Week 1 Stop Motion Animation - The Catch up

In week 1 class we talked about a brief history of sequential art and animation and some principles of animation. I loved how devices like Thaumatropes, Phenakistoscope, and Zoetrope generate moving images back in the days and create the illusion of characters coming to life. And those principles of animation were really helpful for me to understand how to animate characters and objects in a way that they look less mechanic and more lively based on real-world physical rules and achieve certain effects that can only be seen in animations through exaggeration. The prompt of this week's assignment is to tell a short story in 30 seconds or less with stop motion, which made me think about what kind of story can be told within 30 seconds of time. I instantly thought about jokes, especially really bad jokes that are easy to grasp. I had a whole database of bad fruits and vegetable jokes in my head I used to walk around and tell people, so I shared this tomato joke with my group, and we all loved it, so we decided to shoot a stop motion with real vegetables as the characters in the joke.

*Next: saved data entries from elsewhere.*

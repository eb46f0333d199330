//! `export` and `reset`

use tracing::warn;

use super::Workspace;
use crate::error::Result;

/// Print the persisted board blob
///
/// When nothing is stored yet the default board is printed in the same
/// format, so the output can always be fed back in.
pub fn cmd_export() -> Result<()> {
    let workspace = Workspace::open()?;
    let store = workspace.board_store();

    let blob = match store.raw()? {
        Some(raw) => raw,
        None => serde_json::to_string(workspace.controller().state())?,
    };
    println!("{blob}");
    Ok(())
}

/// Replace the stored board with the default three columns
pub fn cmd_reset() -> Result<()> {
    let workspace = Workspace::open()?;
    let mut controller = workspace.controller();
    let discarded = controller.state().task_count();
    controller.reset();
    controller.save()?;

    if discarded > 0 {
        warn!(discarded, "board reset");
    }
    println!("Board reset ({discarded} task(s) discarded)");
    Ok(())
}
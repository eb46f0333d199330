//! Key maps for the inline column forms and the task editor

use iocraft::prelude::{KeyCode, KeyModifiers};

use crate::tui::board::model::BoardAction;
use crate::tui::edit_state::EditField;
use crate::tui::handlers::{TextInputAction, handle_text_input};

fn from_text_action(action: TextInputAction) -> Option<BoardAction> {
    match action {
        TextInputAction::Insert(c) => Some(BoardAction::Input(c)),
        TextInputAction::Delete => Some(BoardAction::Backspace),
        TextInputAction::Submit => Some(BoardAction::Submit),
        TextInputAction::Cancel => Some(BoardAction::Cancel),
        TextInputAction::FocusNext => Some(BoardAction::NextField),
        TextInputAction::FocusPrev => Some(BoardAction::PrevField),
        TextInputAction::Quit => Some(BoardAction::Quit),
        TextInputAction::Ignore => None,
    }
}

pub(super) fn text_entry_key(code: KeyCode, modifiers: KeyModifiers) -> Option<BoardAction> {
    from_text_action(handle_text_input(code, modifiers))
}

pub(super) fn task_form_key(
    code: KeyCode,
    modifiers: KeyModifiers,
    field: EditField,
) -> Option<BoardAction> {
    if code == KeyCode::Char('s') && modifiers.contains(KeyModifiers::CONTROL) {
        return Some(BoardAction::Submit);
    }

    if field == EditField::Status {
        match code {
            KeyCode::Right | KeyCode::Char('l') | KeyCode::Char(' ') => {
                return Some(BoardAction::CycleNext);
            }
            KeyCode::Left | KeyCode::Char('h') => return Some(BoardAction::CyclePrev),
            _ => {}
        }
    }

    match handle_text_input(code, modifiers) {
        TextInputAction::Insert(_) if !field.is_text() => None,
        TextInputAction::Submit if field == EditField::Description => {
            Some(BoardAction::Input('\n'))
        }
        other => from_text_action(other),
    }
}
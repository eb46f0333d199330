//! Board UI model for testable state management
//!
//! [`BoardApp`] couples the board controller with the UI-only state
//! (selection, mode, keyboard drag) and exposes a reducer
//! ([`BoardApp::apply`]) plus a derived view model, so everything the
//! terminal board does can be exercised without iocraft.

use std::sync::Arc;

use tracing::debug;

use crate::board::{BoardController, DragContext};
use crate::storage::{KeyValueStore, LocalBoardStore, MemoryKeyValueStore};
use crate::tui::components::footer::{
    Shortcut, board_shortcuts, drag_shortcuts, edit_shortcuts, text_entry_shortcuts,
};
use crate::tui::edit_state::{EditField, TaskDraft};
use crate::tui::theme::{self, ThemeMode};
use crate::types::{ColumnId, ColumnPatch, Task};
use crate::utils::UuidGenerator;

/// What the keyboard is currently driving
#[derive(Debug, Clone, PartialEq, Eq, Default)]
pub enum UiMode {
    #[default]
    Browsing,
    /// Add-column form is open
    AddingColumn { input: String },
    /// Inline title edit of one column
    RenamingColumn { column_id: ColumnId, input: String },
    /// Task edit form is open
    EditingTask(Box<TaskDraft>),
    /// A task is picked up and follows the hovered column
    Dragging,
}

/// All possible actions on the board
#[derive(Debug, Clone, PartialEq, Eq)]
pub enum BoardAction {
    // Navigation (hover while dragging)
    MoveLeft,
    MoveRight,
    MoveUp,
    MoveDown,
    GoToTop,
    GoToBottom,

    // Columns
    OpenAddColumn,
    RenameColumn,
    DeleteColumn,

    // Tasks
    AddTask,
    EditTask,
    DeleteTask,

    // Drag
    GrabTask,
    DropTask,

    // Forms
    Input(char),
    Backspace,
    NextField,
    PrevField,
    CycleNext,
    CyclePrev,
    Submit,
    Cancel,

    // App
    ToggleTheme,
    Quit,
}

/// Result of applying an action
#[derive(Debug, Clone, Copy, PartialEq, Eq)]
pub enum ActionOutcome {
    Continue,
    Quit,
}

/// Computed view model for rendering
#[derive(Debug, Clone)]
pub struct BoardViewModel {
    pub columns: Vec<ColumnViewModel>,
    pub add_column: AddColumnViewModel,
    /// Open task edit form
    pub editor: Option<TaskDraft>,
    /// Snapshot of the task being dragged
    pub dragging: Option<Task>,
    pub shortcuts: Vec<Shortcut>,
    pub total_tasks: usize,
    pub theme_mode: ThemeMode,
}

/// View model for a single column
#[derive(Debug, Clone)]
pub struct ColumnViewModel {
    pub id: ColumnId,
    pub title: String,
    /// Uncommitted title while renaming
    pub rename_input: Option<String>,
    pub task_count: usize,
    pub is_active: bool,
    /// Hovered by an active drag (and not the drag's source)
    pub is_drop_target: bool,
    /// Overlay card drawn at the end of the hovered column
    pub drop_preview: Option<Task>,
    pub cards: Vec<CardViewModel>,
    pub hidden_above: usize,
    pub hidden_below: usize,
}

/// View model for a single task card
#[derive(Debug, Clone)]
pub struct CardViewModel {
    pub task: Task,
    pub is_selected: bool,
    /// The card is the source of the active drag
    pub is_dragged: bool,
}

#[derive(Debug, Clone, Default)]
pub struct AddColumnViewModel {
    pub is_open: bool,
    pub input: String,
}

/// Calculate the scroll offset that keeps `selected_row` centered
pub fn adjust_column_scroll(selected_row: usize, column_height: usize, total_items: usize) -> usize {
    if column_height == 0 || total_items == 0 {
        return 0;
    }
    let ideal_offset = selected_row.saturating_sub(column_height / 2);
    let max_offset = total_items.saturating_sub(column_height);
    ideal_offset.min(max_offset)
}

pub struct BoardApp {
    controller: BoardController,
    prefs: Arc<dyn KeyValueStore>,
    drag: DragContext,
    mode: UiMode,
    current_column: usize,
    current_row: usize,
}
use std::fs;
use std::path::PathBuf;
use std::process::{Command, Output};
use tempfile::TempDir;

/// Path to the built binary
pub fn tackboard_binary() -> &'static str {
    env!("CARGO_BIN_EXE_tackboard")
}

/// Helper struct to run tackboard commands against an isolated data directory
pub struct TackboardTest {
    pub temp_dir: TempDir,
}

impl TackboardTest {
    pub fn new() -> Self {
        let temp_dir = TempDir::new().expect("Failed to create temp directory");
        TackboardTest { temp_dir }
    }

    pub fn run(&self, args: &[&str]) -> Output {
        Command::new(tackboard_binary())
            .args(args)
            .current_dir(self.temp_dir.path())
            .env("TACKBOARD_ROOT", self.temp_dir.path())
            .env("NO_COLOR", "1")
            .env_remove("TACKBOARD_LOG")
            .output()
            .expect("Failed to execute tackboard command")
    }

    pub fn run_success(&self, args: &[&str]) -> String {
        let output = self.run(args);
        if !output.status.success() {
            panic!(
                "Command {:?} failed with status {:?}\nstdout: {}\nstderr: {}",
                args,
                output.status,
                String::from_utf8_lossy(&output.stdout),
                String::from_utf8_lossy(&output.stderr)
            );
        }
        String::from_utf8_lossy(&output.stdout).to_string()
    }

    pub fn run_failure(&self, args: &[&str]) -> String {
        let output = self.run(args);
        assert!(
            !output.status.success(),
            "Expected command {:?} to fail, but it succeeded",
            args
        );
        assert_eq!(output.status.code(), Some(1));
        String::from_utf8_lossy(&output.stderr).to_string()
    }

    #[allow(dead_code)]
    pub fn board_path(&self) -> PathBuf {
        self.temp_dir.path().join("kanbanColumns.json")
    }

    /// Stored board blob parsed as JSON
    #[allow(dead_code)]
    pub fn board_json(&self) -> serde_json::Value {
        let raw = fs::read_to_string(self.board_path()).expect("Failed to read board file");
        serde_json::from_str(&raw).expect("Board file is not valid JSON")
    }

    /// Ids of the tasks in a column, in order
    #[allow(dead_code)]
    pub fn task_ids(&self, column: &str) -> Vec<String> {
        self.board_json()[column]["tasks"]
            .as_array()
            .map(|tasks| {
                tasks
                    .iter()
                    .filter_map(|t| t["id"].as_str().map(str::to_string))
                    .collect()
            })
            .unwrap_or_default()
    }

    /// Add a task and return its id
    #[allow(dead_code)]
    pub fn add_task(&self, column: &str, title: &str) -> String {
        self.run_success(&["task", "add", column, "--title", title]);
        self.task_ids(column)
            .pop()
            .expect("task was not added")
    }

    #[allow(dead_code)]
    pub fn write_file(&self, name: &str, content: &str) {
        fs::write(self.temp_dir.path().join(name), content).expect("Failed to write file");
    }
}
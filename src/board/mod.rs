//! Board state ownership and drag-and-drop

pub mod controller;
pub mod drag;

pub use controller::BoardController;
pub use drag::{DragContext, DragEvent};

Before shooting, we collected all the materials: color paper for setting street and sky, a variety of vegetables, some plastic eye pieces to stick on the vegetables.

 

Following the demonstration of how to use Dragon frame and camera in class, we set up all the hardwares(1 Cannon 5D Mark III camera with tripod, 3 lights pointing at different directions), and softwares(1 production laptop with dragon frame).

IMG_8294

During shooting, we learned switching between the capture mode and video mode, doing focus check everytime we switch to a new shot. We chose large fine jpg files for our photos, took 2 pictures per frame, and exported the video in H.264 codec at frame rate of 23.97 and aspect ratio of 1620 × 1080. We edited the raw Dragon Frame export file in Premiere to adjust the duration of each shot and applied some background music to it. Finally we recorded our own voice for the characters and distorted it using the pitch shifter audio effect in Premiere.

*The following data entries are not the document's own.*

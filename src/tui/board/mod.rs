//! Kanban board view (`tackboard board`)
//!
//! Interactive TUI over the persisted board: columns laid out left to right,
//! keyboard navigation, inline column forms, a task edit form and keyboard
//! drag-and-drop between columns.

pub mod handlers;
pub mod model;

use iocraft::prelude::*;

use crate::tui::components::{AddColumn, BoardColumn, Footer, Header, TaskEditor};
use crate::tui::theme::theme;
use crate::utils::truncate_string;

use handlers::{KeyContext, key_to_action};
use model::{ActionOutcome, BoardApp};

/// Rows taken by one rendered card (border, title, status and spacing)
const CARD_HEIGHT: usize = 6;

/// Rows outside the card area: header, column header, footer, indicators
const CHROME_HEIGHT: usize = 6;

/// Width reserved for the "+ Add Column" control
const ADD_COLUMN_WIDTH: u16 = 24;

/// Number of cards that fit in one column for a terminal height
pub fn cards_per_column(height: u16) -> usize {
    ((height as usize).saturating_sub(CHROME_HEIGHT) / CARD_HEIGHT).max(1)
}

/// Width in characters of one column for a terminal width
pub fn column_width(width: u16, columns: usize) -> u32 {
    let available = width.saturating_sub(ADD_COLUMN_WIDTH) as u32;
    available / columns.max(1) as u32
}

#[derive(Default, Props)]
pub struct KanbanBoardProps {
    /// Board to show; an in-memory board is used when absent
    pub app: Option<BoardApp>,
}

/// Main kanban board component
///
/// Layout:
/// ```text
/// +--------------------------------------------------+
/// | Tackboard                      3 tasks  theme: dark |
/// +-----------+-------------+--------+---------------+
/// | To Do (2) | In Progress | Done   | + Add Column  |
/// +-----------+-------------+--------+               |
/// | Card1     | Card1       |        |               |
/// | Card2     |             |        |               |
/// +-----------+-------------+--------+---------------+
/// | Footer with shortcuts                            |
/// +--------------------------------------------------+
/// ```
#[component]
pub fn KanbanBoard<'a>(
    props: &mut KanbanBoardProps,
    mut hooks: Hooks,
) -> impl Into<AnyElement<'a>> {
    let (width, height) = hooks.use_terminal_size();
    let mut system = hooks.use_context_mut::<SystemContext>();

    let mut app = hooks.use_state(|| props.app.take().unwrap_or_else(BoardApp::in_memory));
    let mut should_exit = hooks.use_state(|| false);

    hooks.use_terminal_events({
        move |event| {
            if let TerminalEvent::Key(KeyEvent {
                code,
                kind,
                modifiers,
                ..
            }) = event
                && kind != KeyEventKind::Release
            {
                let context = KeyContext::for_app(&app.read());
                if let Some(action) = key_to_action(code, modifiers, context)
                    && app.write().apply(action) == ActionOutcome::Quit
                {
                    should_exit.set(true);
                }
            }
        }
    });

    if should_exit.get() {
        system.exit();
    }

    let theme = theme();
    let view = app.read().view_model(cards_per_column(height));
    let col_width = column_width(width, view.columns.len());
    let status = view
        .dragging
        .as_ref()
        .map(|task| format!("Moving: {}", truncate_string(&task.title, 30)));

    element! {
        View(
            width,
            height,
            flex_direction: FlexDirection::Column,
            background_color: theme.background,
            position: Position::Relative,
        ) {
            Header(
                task_count: Some(view.total_tasks),
                theme_mode: view.theme_mode,
                status,
            )

            View(
                flex_grow: 1.0,
                width: 100pct,
                flex_direction: FlexDirection::Row,
                overflow: Overflow::Hidden,
                margin_top: 1,
            ) {
                #(view.columns.iter().map(|column| element! {
                    BoardColumn(column: column.clone(), width: col_width)
                }))
                AddColumn(state: view.add_column.clone())
            }

            Footer(shortcuts: view.shortcuts.clone())

            #(view.editor.clone().map(|draft| element! {
                TaskEditor(draft, width: width.saturating_sub(10))
            }))
        }
    }
}
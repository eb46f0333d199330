use clap::Parser;
use std::process::ExitCode;

use tackboard::cli::{Cli, Commands};
use tackboard::config::Config;
use tackboard::logging;

#[tokio::main]
async fn main() -> ExitCode {
    let cli = Cli::parse();

    // A broken config file is reported by the command itself
    let config = Config::load().unwrap_or_default();
    if let Err(e) = logging::init(&config) {
        eprintln!("warning: logging disabled: {e}");
    }

    let command = cli.command.unwrap_or(Commands::Board);
    match command.run().await {
        Ok(()) => ExitCode::SUCCESS,
        Err(e) => {
            tracing::error!(error = %e, "command failed");
            eprintln!("Error: {e}");
            ExitCode::FAILURE
        }
    }
}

One problem we encountered during shooting was that it was evening so there wasn't any natural light in the room so we had to borrow a lot of lights to project on our scene. We fixed one light on a tripod, and the other two were clipped on the chairs. We noticed that however we positioned the lights there were always some weird shadows being projected onto the sky backdrop, which is not supposed to happen in real life. So we were just holding the lights during shooting, which probably wasn't a good idea for stop motion because the shadows would just be moving around as the hands holding the lights are not stable during the shot. However, it turned out that the shadows just made it seem like there was some breeze and trees were moving along. Given the time constraint, we just settled with it. We were also having some trouble manually adjusting the white balance in the beginning, so the picture color came out a bit warmer than expected.